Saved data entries
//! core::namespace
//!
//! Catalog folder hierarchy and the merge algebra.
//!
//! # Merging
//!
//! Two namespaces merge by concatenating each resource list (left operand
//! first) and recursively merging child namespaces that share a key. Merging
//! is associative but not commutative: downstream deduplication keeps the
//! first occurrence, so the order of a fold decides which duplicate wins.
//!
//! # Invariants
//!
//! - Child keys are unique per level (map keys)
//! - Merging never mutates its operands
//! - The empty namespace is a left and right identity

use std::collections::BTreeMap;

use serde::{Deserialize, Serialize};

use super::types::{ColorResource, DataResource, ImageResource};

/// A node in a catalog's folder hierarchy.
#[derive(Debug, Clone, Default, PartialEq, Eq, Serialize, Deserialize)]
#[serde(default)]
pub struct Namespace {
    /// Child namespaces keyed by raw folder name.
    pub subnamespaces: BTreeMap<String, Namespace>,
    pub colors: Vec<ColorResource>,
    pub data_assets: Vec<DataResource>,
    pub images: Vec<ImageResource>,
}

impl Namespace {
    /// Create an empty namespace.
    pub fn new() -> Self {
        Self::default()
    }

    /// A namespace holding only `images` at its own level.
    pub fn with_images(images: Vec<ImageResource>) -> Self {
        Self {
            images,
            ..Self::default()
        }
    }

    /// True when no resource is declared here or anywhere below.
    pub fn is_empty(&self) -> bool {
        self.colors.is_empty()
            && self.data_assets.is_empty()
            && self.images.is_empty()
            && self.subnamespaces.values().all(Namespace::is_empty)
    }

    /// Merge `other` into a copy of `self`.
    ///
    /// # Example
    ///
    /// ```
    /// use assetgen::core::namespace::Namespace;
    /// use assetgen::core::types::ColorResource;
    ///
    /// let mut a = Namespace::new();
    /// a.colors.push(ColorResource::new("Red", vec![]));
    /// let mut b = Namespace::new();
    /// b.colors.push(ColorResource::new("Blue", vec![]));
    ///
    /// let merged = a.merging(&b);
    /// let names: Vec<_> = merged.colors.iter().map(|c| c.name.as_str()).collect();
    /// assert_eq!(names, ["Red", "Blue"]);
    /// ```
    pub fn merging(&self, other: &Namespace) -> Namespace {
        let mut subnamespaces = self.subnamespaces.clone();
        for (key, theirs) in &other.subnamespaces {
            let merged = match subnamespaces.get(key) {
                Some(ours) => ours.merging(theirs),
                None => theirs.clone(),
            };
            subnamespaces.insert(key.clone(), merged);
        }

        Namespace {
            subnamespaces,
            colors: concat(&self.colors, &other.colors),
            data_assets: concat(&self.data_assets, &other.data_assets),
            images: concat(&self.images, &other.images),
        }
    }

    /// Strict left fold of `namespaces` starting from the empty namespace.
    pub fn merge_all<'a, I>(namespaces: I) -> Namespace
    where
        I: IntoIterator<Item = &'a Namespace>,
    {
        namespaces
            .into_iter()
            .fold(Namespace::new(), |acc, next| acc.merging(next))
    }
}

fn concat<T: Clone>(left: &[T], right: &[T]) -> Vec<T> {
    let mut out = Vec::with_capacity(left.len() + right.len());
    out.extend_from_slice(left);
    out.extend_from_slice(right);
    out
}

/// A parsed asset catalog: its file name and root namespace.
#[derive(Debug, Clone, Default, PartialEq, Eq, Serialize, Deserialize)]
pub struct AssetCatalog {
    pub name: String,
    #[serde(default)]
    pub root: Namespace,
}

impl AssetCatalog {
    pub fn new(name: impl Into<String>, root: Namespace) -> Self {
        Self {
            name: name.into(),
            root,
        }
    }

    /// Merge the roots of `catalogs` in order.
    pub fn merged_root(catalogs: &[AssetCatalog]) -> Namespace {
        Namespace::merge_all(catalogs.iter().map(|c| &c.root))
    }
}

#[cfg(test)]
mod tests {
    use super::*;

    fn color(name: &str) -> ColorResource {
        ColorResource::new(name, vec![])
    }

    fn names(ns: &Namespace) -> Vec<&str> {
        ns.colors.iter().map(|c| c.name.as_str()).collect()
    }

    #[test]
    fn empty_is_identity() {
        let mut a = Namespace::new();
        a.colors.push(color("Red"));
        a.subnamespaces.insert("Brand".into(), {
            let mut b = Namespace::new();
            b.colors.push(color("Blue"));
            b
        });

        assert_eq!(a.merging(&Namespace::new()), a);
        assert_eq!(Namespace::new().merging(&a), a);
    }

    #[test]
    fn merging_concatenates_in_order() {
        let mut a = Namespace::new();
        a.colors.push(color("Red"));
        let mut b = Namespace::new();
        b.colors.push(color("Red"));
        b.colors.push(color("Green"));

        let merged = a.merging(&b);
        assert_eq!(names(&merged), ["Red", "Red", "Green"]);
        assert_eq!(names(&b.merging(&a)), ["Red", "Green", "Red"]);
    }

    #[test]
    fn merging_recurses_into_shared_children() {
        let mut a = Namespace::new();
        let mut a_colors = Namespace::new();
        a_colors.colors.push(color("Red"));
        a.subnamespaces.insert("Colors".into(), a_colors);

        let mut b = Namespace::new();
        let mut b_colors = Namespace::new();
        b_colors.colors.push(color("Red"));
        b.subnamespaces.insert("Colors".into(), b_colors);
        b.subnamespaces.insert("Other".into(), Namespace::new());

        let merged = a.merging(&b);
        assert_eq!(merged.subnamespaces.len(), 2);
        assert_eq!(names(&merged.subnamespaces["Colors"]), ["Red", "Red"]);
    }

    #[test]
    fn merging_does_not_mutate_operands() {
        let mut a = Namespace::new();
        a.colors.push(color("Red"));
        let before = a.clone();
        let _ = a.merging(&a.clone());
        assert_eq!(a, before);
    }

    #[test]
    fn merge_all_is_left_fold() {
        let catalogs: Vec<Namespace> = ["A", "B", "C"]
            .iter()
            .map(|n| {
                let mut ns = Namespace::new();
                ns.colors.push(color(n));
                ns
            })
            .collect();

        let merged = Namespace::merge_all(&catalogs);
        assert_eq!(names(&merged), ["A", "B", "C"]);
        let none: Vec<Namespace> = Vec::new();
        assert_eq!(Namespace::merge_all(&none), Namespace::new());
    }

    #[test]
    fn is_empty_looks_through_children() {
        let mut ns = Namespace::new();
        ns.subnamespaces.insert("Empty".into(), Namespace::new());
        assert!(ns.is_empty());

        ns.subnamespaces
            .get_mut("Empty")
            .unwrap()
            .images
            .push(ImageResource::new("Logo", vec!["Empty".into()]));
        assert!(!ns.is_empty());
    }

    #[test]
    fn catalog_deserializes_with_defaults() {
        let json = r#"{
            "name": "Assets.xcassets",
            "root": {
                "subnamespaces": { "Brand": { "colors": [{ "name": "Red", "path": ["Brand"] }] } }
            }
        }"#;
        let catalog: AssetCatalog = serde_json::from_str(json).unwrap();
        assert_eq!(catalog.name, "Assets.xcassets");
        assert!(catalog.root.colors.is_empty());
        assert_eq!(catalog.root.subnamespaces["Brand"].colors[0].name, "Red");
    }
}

EXERCISE PROMPT - The lines of the data, from the first through the one containing "mutates its operands", are to be transcribed exactly.

EXERCISE SOLUTION -
//! core::namespace
//!
//! Catalog folder hierarchy and the merge algebra.
//!
//! # Merging
//!
//! Two namespaces merge by concatenating each resource list (left operand
//! first) and recursively merging child namespaces that share a key. Merging
//! is associative but not commutative: downstream deduplication keeps the
//! first occurrence, so the order of a fold decides which duplicate wins.
//!
//! # Invariants
//!
//! - Child keys are unique per level (map keys)
//! - Merging never mutates its operands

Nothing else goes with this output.